耳管の機能が悪くなることを「耳管機能不全」といい、その中に「耳管狭窄症」「耳管開放症」などの病態があります。
耳管狭窄症
耳管狭窄症は、耳管が狭くなったり、常に塞がった状態のことで、原因は風邪やアレルギーに伴う炎症(鼻炎、副鼻腔炎、上咽頭炎)が多いですが、アデノイド増殖症や腫瘍などが原因になることもあります。近年、逆流性食道炎が耳管機能に影響を及ぼしていることが分かってきました。
耳管開放症
耳管開放症とは耳管が開きっぱなしの状態をいいます。原因は急激な体重減少、脱水、ストレス、顎関節症、妊娠・ピルの使用などが考えられています。こちらも逆流性食道炎、慢性上咽頭炎が原因であることが近年分かってきました。
症状
耳管狭窄症と耳管開放症は、症状が非常に似ています。両方とも
- 自分の声がひびいて聴こえる(自声強聴)
- 自分の呼吸の音が耳にひびく
-
耳がつまった感じがする(耳閉感)
などです。
診断
治療
- 耳管狭窄症の場合、風邪やアレルギーに伴う炎症(鼻炎、副鼻腔炎、上咽頭炎)などの原因に対応した治療をおこないます。

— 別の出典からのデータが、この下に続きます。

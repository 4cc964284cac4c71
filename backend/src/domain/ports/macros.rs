//! Defines helper macros for generating domain port error enums.

/// Declare a `thiserror` enum plus one snake_case constructor per variant.
///
/// Constructor parameters accept `impl Into<FieldType>`, so string fields can
/// be built from `&str` without ceremony.
macro_rules! define_port_error {
    (
        $(#[$outer:meta])*
        pub enum $name:ident {
            $(
                $(#[$variant_meta:meta])*
                $variant:ident $( { $($field:ident : $ty:ty),* $(,)? } )? => $message:expr
            ),* $(,)?
        }
    ) => {
        $(#[$outer])*
        #[derive(Debug, Clone, PartialEq, Eq, thiserror::Error)]
        pub enum $name {
            $(
                $(#[$variant_meta])*
                #[error($message)]
                $variant $( { $($field : $ty),* } )?,
            )*
        }

        ::paste::paste! {
            impl $name {
                $(
                    pub fn [<$variant:snake>]($($($field: impl Into<$ty>),*)?) -> Self {
                        Self::$variant $( { $($field: $field.into()),* } )?
                    }
                )*
            }
        }
    };
}

pub(crate) use define_port_error;
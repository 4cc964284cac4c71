//! Recipe aggregate and its meal plan projection.
//!
//! A [`Recipe`] is the aggregate root: steps and images are owned by it and
//! only reachable through it. Tags, units and ingredients are reference data
//! shared by id (see [`crate::domain::ingredient`]).

use std::fmt;

use chrono::NaiveDate;
use serde::{Deserialize, Serialize};
use url::Url;

use super::ingredient::{Ingredient, Unit};
use super::user::UserId;

/// Database identifier of a recipe.
#[derive(Debug, Clone, Copy, PartialEq, Eq, Hash, PartialOrd, Ord, Serialize, Deserialize)]
#[serde(transparent)]
pub struct RecipeId(i64);

impl RecipeId {
    /// Wrap a raw database id.
    pub const fn new(id: i64) -> Self {
        Self(id)
    }

    /// Access the raw database id.
    pub const fn get(self) -> i64 {
        self.0
    }
}

impl From<i64> for RecipeId {
    fn from(value: i64) -> Self {
        Self(value)
    }
}

impl fmt::Display for RecipeId {
    fn fmt(&self, f: &mut fmt::Formatter<'_>) -> fmt::Result {
        write!(f, "{}", self.0)
    }
}

/// Free-form label attached to recipes.
#[derive(Debug, Clone, PartialEq, Eq, Serialize, Deserialize)]
pub struct Tag {
    /// Tag id.
    pub id: i64,
    /// Unique display name.
    pub name: String,
}

/// Image owned by a recipe.
#[derive(Debug, Clone, PartialEq, Eq, Serialize, Deserialize)]
pub struct RecipeImage {
    /// Image id.
    pub id: i64,
    /// Location of the uploaded image.
    pub url: Url,
}

/// An ingredient quantity used by one step.
#[derive(Debug, Clone, PartialEq, Serialize, Deserialize)]
pub struct StepIngredient {
    /// Unit the amount is expressed in.
    pub unit: Unit,
    /// Referenced ingredient, including its nutrients.
    pub ingredient: Ingredient,
    /// Quantity in `unit`.
    pub amount: f64,
}

/// One instruction step of a recipe.
#[derive(Debug, Clone, PartialEq, Serialize, Deserialize)]
pub struct RecipeStep {
    /// Step id. Steps are recreated on every recipe update, so ids change.
    pub id: i64,
    /// Instruction text.
    pub instructions: String,
    /// Ingredients in the order they were entered.
    pub ingredients: Vec<StepIngredient>,
}

/// Vote tally of a recipe from the point of view of one user.
#[derive(Debug, Clone, Copy, Default, PartialEq, Eq, Serialize, Deserialize)]
#[serde(rename_all = "camelCase")]
pub struct RecipeVotes {
    /// Sum of all votes cast on the recipe.
    pub total: i64,
    /// The viewer's own vote: `1`, `-1`, or `0` when they have not voted.
    pub user_own: i16,
}

/// Fully assembled recipe aggregate.
#[derive(Debug, Clone, PartialEq, Serialize, Deserialize)]
#[serde(rename_all = "camelCase")]
pub struct Recipe {
    /// Recipe id.
    pub id: RecipeId,
    /// Display name.
    pub name: String,
    /// Longer description.
    pub description: String,
    /// Number of servings the quantities yield.
    pub servings: i32,
    /// Preparation time in minutes.
    pub minutes: i32,
    /// Owner of the recipe.
    pub created_by: UserId,
    /// Tags ordered by name.
    pub tags: Vec<Tag>,
    /// Images in upload order.
    pub images: Vec<RecipeImage>,
    /// Steps in recipe order.
    pub steps: Vec<RecipeStep>,
    /// Vote tally for the requesting user.
    pub votes: RecipeVotes,
}

/// Ingredient line of a [`StepDraft`].
#[derive(Debug, Clone, Copy, PartialEq, Serialize, Deserialize)]
#[serde(rename_all = "camelCase")]
pub struct StepIngredientDraft {
    /// Referenced ingredient.
    pub ingredient_id: i64,
    /// Referenced unit.
    pub unit_id: i64,
    /// Quantity in the unit.
    pub amount: f64,
}

/// Step of a [`RecipeDraft`].
#[derive(Debug, Clone, PartialEq, Serialize, Deserialize)]
pub struct StepDraft {
    /// Instruction text.
    pub instructions: String,
    /// Ingredient lines in display order.
    pub ingredients: Vec<StepIngredientDraft>,
}

/// Write model for creating or replacing a recipe.
///
/// Updates replace steps, images and tags wholesale; there are no partial
/// step edits.
#[derive(Debug, Clone, PartialEq, Serialize, Deserialize)]
#[serde(rename_all = "camelCase")]
pub struct RecipeDraft {
    /// Display name.
    pub name: String,
    /// Longer description.
    pub description: String,
    /// Number of servings.
    pub servings: i32,
    /// Preparation time in minutes.
    pub minutes: i32,
    /// Owner of the recipe.
    pub created_by: UserId,
    /// Tag names; unknown names are created on write.
    pub tags: Vec<String>,
    /// Image locations in display order.
    pub images: Vec<Url>,
    /// Steps in recipe order.
    pub steps: Vec<StepDraft>,
}

/// Recipes planned for one day.
#[derive(Debug, Clone, PartialEq, Serialize, Deserialize)]
pub struct MealPlan {
    /// Planned day.
    pub date: NaiveDate,
    /// Recipes in planned order.
    pub recipes: Vec<Recipe>,
}

/// One recipe scheduled on one day for one user.
#[derive(Debug, Clone, Copy, PartialEq, Eq, Serialize, Deserialize)]
#[serde(rename_all = "camelCase")]
pub struct MealPlanEntry {
    /// Planning user.
    pub user_id: UserId,
    /// Planned recipe.
    pub recipe_id: RecipeId,
    /// Planned day.
    pub date: NaiveDate,
    /// Position among the day's recipes.
    pub sort_order: i32,
}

- 耳管開放症の場合、軽度であれば漢方薬(加味帰脾湯・補中益気湯)が有効です。内服薬で改善されない時は、「鼓膜チューブ挿入術・耳管ピン挿入術」や「鼓膜の表面に小さなテープを貼ったりする治療法」もあります。
- 慢性上咽頭炎が原因となる場合はBスポット療法をすることもあります。